Password generation from HDD
#1
I'm currently working on cracking a sha512crypt hash. I've got an image of the hard disk it came from so I'm trying to initally concentrate on generating word lists from the disk image.

Other than simply using 'strings' across the image (which I've already done), I'd be interested if anyone uses a more intelligent methods of generating keyword lists from disk images.

My next plan was to try and generate a wordlist from the mounted filesystem with all compound files expanded, which I suspect will give me a more accurate wordlist, capturing words which fall across sector boundaries, inside archives etc.

In this instance, the file system of the target device if EXT4, but I'd also be interested in tools for NTFS based systems or tools for generating keyword lists from specific system areas such as pagefile/hyberfile (e.g. using tools such as violatility to structure the data prior to extraction)

Any comments of advice would be appreciated
Cheers
D
#2
I never thought about creating a wordlist this way. In theory you should be able to do "strings /dev/sda", that should work and if there's hidden data you should get it with this as well...
#3
(02-13-2014, 07:58 PM)atom Wrote: I never thought about creating a wordlist this way.

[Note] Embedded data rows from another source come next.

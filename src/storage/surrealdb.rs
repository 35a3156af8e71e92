use crate::config::config::DatabaseConfig;
use crate::error::{AppError, Result};
use std::sync::Arc;
use surrealdb::{
    Surreal,
    engine::any::{Any, connect},
    opt::auth::Root,
};
use tokio::sync::Mutex;

/// SurrealDB 连接句柄
///
/// 进程启动时打开，关闭后所有仓储调用返回数据库错误。
#[derive(Clone)]
pub struct SurrealPool {
    db: Arc<Mutex<Option<Surreal<Any>>>>,
}

impl SurrealPool {
    /// 打开连接
    pub async fn new(config: &DatabaseConfig) -> Result<Self> {
        let db: Surreal<Any> = connect(config.url.as_str()).await?;

        // 嵌入式引擎（mem://）无需认证
        if !config.username.is_empty() {
            db.signin(Root {
                username: &config.username,
                password: &config.password,
            })
            .await?;
        }

        // 选择命名空间和数据库
        db.use_ns(&config.namespace)
            .use_db(&config.database)
            .await?;

        Ok(Self {
            db: Arc::new(Mutex::new(Some(db))),
        })
    }

    /// 获取内部数据库实例
    pub async fn inner(&self) -> Result<Surreal<Any>> {
        let guard = self.db.lock().await;
        guard
            .as_ref()
            .cloned()
            .ok_or_else(|| AppError::Database("database connection closed".into()))
    }

    /// 检查连接是否可用
    pub async fn health(&self) -> Result<()> {
        self.inner().await?.health().await?;
        Ok(())
    }

    /// 关闭连接
    pub async fn close(&self) {
        let mut guard = self.db.lock().await;
        *guard = None;
    }
}
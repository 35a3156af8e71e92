#[cfg(test)]
mod story_api_tests {
    use async_trait::async_trait;
    use axum::{
        Router,
        body::{Body, to_bytes},
        http::{Request, StatusCode},
    };
    use serde_json::{Value, json};
    use std::collections::VecDeque;
    use std::sync::{Arc, Mutex};
    use tower::ServiceExt;

    use crate::api::{app_state::AppState, create_router};
    use crate::config::config::AppConfig;
    use crate::error::GenerationError;
    use crate::observability::AppMetrics;
    use crate::services::{
        LenientJsonParser, NarrativeGenerator, SessionRules, create_character_service,
        create_game_session_service,
    };
    use crate::storage::{InMemoryGameStateRepository, StorageInstance};

    /// 按顺序返回预设响应的生成器
    struct ScriptedGenerator {
        replies: Mutex<VecDeque<Result<String, GenerationError>>>,
    }

    #[async_trait]
    impl NarrativeGenerator for ScriptedGenerator {
        async fn send(&self, _conversation_id: &str, _prompt: &str) -> Result<String, GenerationError> {
            self.replies
                .lock()
                .unwrap()
                .pop_front()
                .unwrap_or_else(|| Err(GenerationError::Unavailable("script exhausted".into())))
        }
    }

    fn reply(text: &str, location: &str) -> Result<String, GenerationError> {
        Ok(format!(
            "Here is the next scene:\n```json\n{}\n```",
            json!({
                "story_text": text,
                "choices": ["Descend", "Pray", "Run"],
                "location": location,
                "combat_encounter": "false"
            })
        ))
    }

    fn app(replies: Vec<Result<String, GenerationError>>) -> Router {
        let repo = Arc::new(InMemoryGameStateRepository::new());
        let storage = Arc::new(StorageInstance::Memory(repo.clone()));
        let metrics = Arc::new(AppMetrics::default());
        let generator = Arc::new(ScriptedGenerator {
            replies: Mutex::new(replies.into()),
        });

        let state = AppState::new(
            create_character_service(repo.clone(), metrics.clone()),
            create_game_session_service(
                repo,
                generator,
                Arc::new(LenientJsonParser::new()),
                SessionRules::default(),
                metrics.clone(),
            ),
            storage,
            metrics,
            AppConfig::in_memory(),
        );
        create_router(state)
    }

    async fn call(app: &Router, method: &str, uri: &str, body: Option<Value>) -> (StatusCode, Value) {
        let request = Request::builder()
            .method(method)
            .uri(uri)
            .header("Content-Type", "application/json")
            .body(body.map(|b| Body::from(b.to_string())).unwrap_or_else(Body::empty))
            .unwrap();

        let response = app.clone().oneshot(request).await.unwrap();
        let status = response.status();
        let bytes = to_bytes(response.into_body(), usize::MAX).await.unwrap();
        let json = if bytes.is_empty() {
            Value::Null
        } else {
            serde_json::from_slice(&bytes).unwrap_or(Value::Null)
        };
        (status, json)
    }

    async fn create_kael(app: &Router) -> String {
        let (status, body) = call(
            app,
            "POST",
            "/api/characters",
            Some(json!({"name": "Kael", "race": "Elf", "character_class": "Wizard", "background": "Sage"})),
        )
        .await;
        assert_eq!(status, StatusCode::CREATED);
        body["id"].as_str().unwrap().to_string()
    }

    #[tokio::test]
    async fn test_api_root() {
        let app = app(vec![]);
        for uri in ["/api", "/api/"] {
            let (status, body) = call(&app, "GET", uri, None).await;
            assert_eq!(status, StatusCode::OK);
            assert_eq!(body["message"], "D&D Unlimited Choices Game API");
        }
    }

    #[tokio::test]
    async fn test_character_options() {
        let (status, body) = call(&app(vec![]), "GET", "/api/characters/options", None).await;
        assert_eq!(status, StatusCode::OK);
        assert_eq!(body["races"].as_array().unwrap().len(), 9);
        assert_eq!(body["classes"][0], "Fighter");
    }

    #[tokio::test]
    async fn test_create_and_fetch_character() {
        let app = app(vec![]);
        let id = create_kael(&app).await;

        let (status, body) = call(&app, "GET", &format!("/api/characters/{}", id), None).await;
        assert_eq!(status, StatusCode::OK);
        assert_eq!(body["name"], "Kael");
        assert_eq!(body["character_class"], "Wizard");
        assert_eq!(body["dexterity"], 12);
        assert_eq!(body["intelligence"], 11);
        assert_eq!(body["hit_points"], 6);
        assert_eq!(body["armor_class"], 11);
        assert_eq!(body["gold"], 100);
    }

    #[tokio::test]
    async fn test_invalid_character_is_400() {
        let (status, body) = call(
            &app(vec![]),
            "POST",
            "/api/characters",
            Some(json!({"name": "Kael", "race": "Orc", "character_class": "Wizard", "background": "Sage"})),
        )
        .await;
        assert_eq!(status, StatusCode::BAD_REQUEST);
        assert_eq!(body["code"], "BAD_REQUEST");
    }

    #[tokio::test]
    async fn test_unknown_character_is_404() {
        let app = app(vec![]);
        let (status, body) = call(&app, "GET", "/api/characters/nobody", None).await;
        assert_eq!(status, StatusCode::NOT_FOUND);
        assert_eq!(body["code"], "CHARACTER_NOT_FOUND");

        let (status, _) = call(&app, "POST", "/api/story/start/nobody", None).await;
        assert_eq!(status, StatusCode::NOT_FOUND);
    }

    #[tokio::test]
    async fn test_story_flow() {
        let app = app(vec![
            reply("A bell tolls beneath the abbey.", "Ruined Abbey"),
            reply("The stairs spiral into cold dark.", "Abbey Undercroft"),
            reply("Bones shift in their niches.", "Ossuary"),
        ]);
        let character_id = create_kael(&app).await;

        let (status, body) =
            call(&app, "POST", &format!("/api/story/start/{}", character_id), None).await;
        assert_eq!(status, StatusCode::OK);
        let session_id = body["session_id"].as_str().unwrap().to_string();
        assert_eq!(body["story"]["location"], "Ruined Abbey");
        assert_eq!(body["story"]["combat_encounter"], false);

        for choice in ["Descend", "Pray"] {
            let (status, _) = call(
                &app,
                "POST",
                &format!("/api/story/choice/{}", session_id),
                Some(json!({"choice_text": choice})),
            )
            .await;
            assert_eq!(status, StatusCode::OK);
        }

        let (status, history) =
            call(&app, "GET", &format!("/api/story/history/{}", session_id), None).await;
        assert_eq!(status, StatusCode::OK);
        assert_eq!(history["story_history"].as_array().unwrap().len(), 3);
        assert_eq!(history["choices_made"], json!(["Descend", "Pray"]));
        assert_eq!(history["current_location"], "Ossuary");
    }

    #[tokio::test]
    async fn test_generation_failures_map_to_gateway_errors() {
        let app = app(vec![
            Ok("I cannot narrate that.".to_string()),
            Err(GenerationError::Timeout(60)),
        ]);
        let character_id = create_kael(&app).await;
        let uri = format!("/api/story/start/{}", character_id);

        let (status, body) = call(&app, "POST", &uri, None).await;
        assert_eq!(status, StatusCode::BAD_GATEWAY);
        assert_eq!(body["code"], "GENERATION_FAILED");
        // 原始输出只写日志，不返回客户端
        assert!(!body.to_string().contains("cannot narrate"));

        let (status, body) = call(&app, "POST", &uri, None).await;
        assert_eq!(status, StatusCode::GATEWAY_TIMEOUT);
        assert_eq!(body["code"], "GENERATION_TIMEOUT");
    }

    #[tokio::test]
    async fn test_choice_on_missing_session_is_404() {
        let (status, body) = call(
            &app(vec![]),
            "POST",
            "/api/story/choice/missing",
            Some(json!({"choice_text": "Wait"})),
        )
        .await;
        assert_eq!(status, StatusCode::NOT_FOUND);
        assert_eq!(body["code"], "SESSION_NOT_FOUND");
    }

    #[tokio::test]
    async fn test_security_headers_and_metrics() {
        let app = app(vec![]);
        let response = app
            .clone()
            .oneshot(Request::builder().uri("/api/").body(Body::empty()).unwrap())
            .await
            .unwrap();
        assert_eq!(response.headers()["x-frame-options"], "DENY");

        let (status, _) = call(&app, "GET", "/health", None).await;
        assert_eq!(status, StatusCode::OK);

        let response = app
            .oneshot(Request::builder().uri("/metrics").body(Body::empty()).unwrap())
            .await
            .unwrap();
        let bytes = to_bytes(response.into_body(), usize::MAX).await.unwrap();
        let text = String::from_utf8(bytes.to_vec()).unwrap();
        assert!(text.contains("http_requests_total 2"));
    }
}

In theory you should be able to do "strings /dev/sda", that should work and if there's hidden data you should get it with this as well...
Running strings against /dev/sda will run across the disk image sectors sequentially from start to finish which will give a good word list and include words from the deleted areas of the disk (unallocated space), but for fragmented files a very small number of words within those files will not be continuous across the sector boundaries and be missed.

I guess you could mount the partition and extract strings from the live files this way, which will resolve the fragmentation issue:
find . -xdev -type f -print0 | xargs -0 strings | sort -u

Its also worth remembering that by default strings will only pull out ASCII strings, so some tweaking will be needed to get unicode/base64 and other encoded strings.

Even then, this still leaves the issue of strings inside compound files such as zips (inc docx files), email archives (pst,dbx etc) and other proprietary data formats which will be missed.

I'm going to have a look at some of the opensource forensic tools to see how they approach this problem from a keyword searching perspective .

Cheers
d
#4
this seems like a really poor approach to crack sha512crypt. i would be hesitant to even use this approach with fast hashes. you will end up with all sorts of garbage and bullshit in your "wordlist" at the end of this process.